Eager loading burns prefix tokens every turn whether the tool is used or not. A typical multi-server setup (GitHub, Slack, Sentry, Grafana, Splunk) consumes about 55K tokens in tool definitions before the conversation starts (Tool search tool docs). It also dilutes selection accuracy. Anthropic reports that tool selection degrades significantly past 30 to 50 visible tools (Tool search tool docs).

JIT loading pays a search round-trip on first reference — a server_tool_use call before the actual tool call. It also depends on the model's ability to phrase a search query that retrieves the right tool. Tool descriptions that do not match natural-language tasks fail silently, and the agent reports "no tool available" when one exists.

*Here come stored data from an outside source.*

//! A single cell of the board.

use crate::{BitSet, EngineError, Position};

/// One square of the board.
///
/// A cell holds the set of digits it could still contain. A cell whose digit
/// was supplied by the puzzle is a *given*; a cell whose digit the engine
/// established is *deduced*. Either way the cell is frozen: its candidate
/// set has collapsed to the one digit and may no longer change (except by a
/// full [`Board::reset`](crate::Board::reset)).
///
/// Candidate mutation routes through [`Board`](crate::Board), which owns
/// propagation to peers and houses and the deduction journal; the cell
/// itself only exposes read access.
#[derive(Debug, Clone, Copy, PartialEq, Eq)]
pub struct Cell {
    position: Position,
    candidates: BitSet,
    given: bool,
    deduced: bool,
}

impl Cell {
    pub(crate) fn new(position: Position) -> Self {
        let mut candidates = BitSet::new(9, 1);
        candidates.set_all();
        Self {
            position,
            candidates,
            given: false,
            deduced: false,
        }
    }

    /// Returns this cell's position.
    #[must_use]
    pub const fn position(&self) -> Position {
        self.position
    }

    /// Returns the set of digits this cell could still contain.
    #[must_use]
    pub const fn candidates(&self) -> &BitSet {
        &self.candidates
    }

    /// Returns how many candidate digits remain.
    #[must_use]
    pub const fn candidate_count(&self) -> u8 {
        self.candidates.len()
    }

    /// Tests whether this cell could contain `digit`.
    ///
    /// # Errors
    ///
    /// Returns an error if `digit` is not 1-9.
    pub fn is_number_possible(&self, digit: u8) -> Result<bool, EngineError> {
        Ok(self.candidates.contains(digit)?)
    }

    /// Returns `true` if the puzzle supplied this cell's digit.
    #[must_use]
    pub const fn is_given(&self) -> bool {
        self.given
    }

    /// Returns `true` if the engine established this cell's digit.
    #[must_use]
    pub const fn is_deduced(&self) -> bool {
        self.deduced
    }

    /// Returns `true` if this cell's candidates may no longer change.
    #[must_use]
    pub const fn is_frozen(&self) -> bool {
        self.given || self.deduced
    }

    /// Returns `true` if this cell's digit is currently known by any means:
    /// given, deduced, or a sole remaining candidate.
    ///
    /// # Errors
    ///
    /// Returns [`EngineError::NoCandidates`] if the cell has no candidates
    /// left.
    pub fn is_known(&self) -> Result<bool, EngineError> {
        Ok(self.is_frozen() || self.sole_possible_number()?.is_some())
    }

    /// Returns the committed digit, if this cell is given or deduced.
    ///
    /// # Errors
    ///
    /// Returns [`EngineError::NoCandidates`] if the cell has no candidates
    /// left.
    pub fn number(&self) -> Result<Option<u8>, EngineError> {
        if self.is_frozen() {
            self.sole_possible_number()
        } else {
            Ok(None)
        }
    }

    /// Returns the sole remaining candidate, or `None` when two or more
    /// possibilities remain.
    ///
    /// # Errors
    ///
    /// Returns [`EngineError::NoCandidates`] if no candidate remains; a cell
    /// must always be able to contain something.
    pub fn sole_possible_number(&self) -> Result<Option<u8>, EngineError> {
        if self.candidates.is_empty() {
            return Err(EngineError::NoCandidates {
                position: self.position,
            });
        }
        Ok(self.candidates.as_single())
    }

    pub(crate) fn reset(&mut self) {
        self.given = false;
        self.deduced = false;
        self.candidates.set_all();
    }

    pub(crate) fn mark_given(&mut self) {
        self.given = true;
    }

    pub(crate) fn mark_deduced(&mut self) {
        self.deduced = true;
    }

    pub(crate) fn collapse_to(&mut self, digit: u8) -> Result<(), EngineError> {
        Ok(self.candidates.clear_all_but(digit)?)
    }

    pub(crate) fn add_candidate(&mut self, digit: u8) -> Result<bool, EngineError> {
        Ok(self.candidates.insert(digit)?)
    }

    pub(crate) fn remove_candidate(&mut self, digit: u8) -> Result<bool, EngineError> {
        Ok(self.candidates.remove(digit)?)
    }
}

/// Interprets one puzzle-text character.
///
/// Returns `Ok(Some(digit))` for `'1'`-`'9'` (a given), `Ok(None)` for the
/// recognized empty-cell characters `'.'`, `'0'`, and `' '`.
///
/// # Errors
///
/// Returns [`EngineError::UnrecognizedCharacter`] for anything else.
/// Bulk parsing ([`Board::set_number_string`](crate::Board::set_number_string))
/// skips such characters instead of failing.
pub fn parse_cell_char(character: char) -> Result<Option<u8>, EngineError> {
    match character {
        '1'..='9' => {
            #[allow(clippy::cast_possible_truncation)]
            let digit = character as u8 - b'0';
            Ok(Some(digit))
        }
        '.' | '0' | ' ' => Ok(None),
        _ => Err(EngineError::UnrecognizedCharacter { character }),
    }
}
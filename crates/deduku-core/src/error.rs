//! The failure type shared by the board model.

use derive_more::{Display, Error, From};

use crate::{BitSet, BitSetError, HouseId, Position};

/// An error raised by the board model.
///
/// Every failure is immediate and fail-fast: the operation that detects the
/// problem returns it and the board is left exactly as it was at that point.
/// There is no rollback.
#[derive(Debug, Clone, PartialEq, Eq, Display, Error, From)]
pub enum EngineError {
    /// A bit-level contract violation (bad index or mismatched shapes).
    #[display("{_0}")]
    #[from]
    BitSet(BitSetError),

    /// A given or deduced cell was asked to change its candidates.
    #[display("cell {position} is fixed and cannot have candidate {digit} changed")]
    FrozenCell {
        /// The frozen cell.
        position: Position,
        /// The digit whose possibility was being changed.
        digit: u8,
    },

    /// A cell was left with no possible number: the puzzle is contradictory.
    #[display("no possible number remains for cell {position}")]
    NoCandidates {
        /// The exhausted cell.
        position: Position,
    },

    /// A cell was asked to commit a digit outside its candidate set.
    #[display("cell {position} cannot take {digit}; candidates are {candidates}")]
    NotPossible {
        /// The cell being committed.
        position: Position,
        /// The rejected digit.
        digit: u8,
        /// The candidates the cell actually holds.
        candidates: BitSet,
    },

    /// An unknown digit has nowhere left to go in a house: the puzzle is
    /// contradictory.
    #[display("digit {digit} has no remaining place in {house}")]
    NoPlaceInHouse {
        /// The house with no place for the digit.
        house: HouseId,
        /// The homeless digit.
        digit: u8,
    },

    /// A character in a per-cell parse position was not a digit, `'.'`,
    /// `'0'`, or `' '`.
    #[display("unrecognised character {character:?} in puzzle text")]
    UnrecognizedCharacter {
        /// The offending character.
        character: char,
    },

    /// A puzzle text ran out before supplying all 81 cells.
    #[display("puzzle text supplies {supplied} cells, but 81 are required")]
    InsufficientInput {
        /// How many recognized cell characters the text contained.
        supplied: usize,
    },

    /// A full-sized house rectangle is neither a row, a column, nor a box.
    #[display(
        "house of {rows}x{cols} cells at ({row_start}, {col_start}) is neither a row, a column nor a box"
    )]
    MalformedHouse {
        /// Height of the rectangle.
        rows: u8,
        /// Width of the rectangle.
        cols: u8,
        /// First row of the rectangle.
        row_start: u8,
        /// First column of the rectangle.
        col_start: u8,
    },
}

JIT loading does not break prompt cache at the API design level. The docs are explicit: "Deferred tools are not included in the system-prompt prefix. When the model discovers a deferred tool through tool search, the tool definition is appended inline as a tool_reference block in the conversation. The prefix is untouched, so prompt caching is preserved" (Tool search tool docs). This sets deferred loading apart from manual per-step tool swapping, which does invalidate cache (see Dynamic Tool Fetching Cache Break).

The caveat is harness-level, not API-level. A deferred tool definition and cache_control are mutually exclusive on the same tool. The API rejects setting both — "Tools with defer_loading cannot use prompt caching" — and a Claude Code build that applied both flags unconditionally surfaced this as a hard error once 3 or more MCP servers were configured (claude-code#30920). The prefix-level cache benefit still holds, but do not assume an individual deferred tool block is itself cacheable, and check that your host does not double-set the flags.

Classification rubric

Four signals decide each server:

Signal Eager (alwaysLoad: true) JIT (default)
Hit rate Used in most sessions Used in <20% of sessions
Definition size Small relative to budget Large enough to dominate
Latency tolerance Cold-call round-trip is felt Search step is acceptable
Description quality Trustworthy under search Keywords do not match task language

The Anthropic docs turn the first two into a floor: tool search is worth enabling at 10 or more tools, or more than 10K tokens of total tool definitions (Tool search tool docs). Below that, eager-load every server. Above it, the per-server alwaysLoad decision matters.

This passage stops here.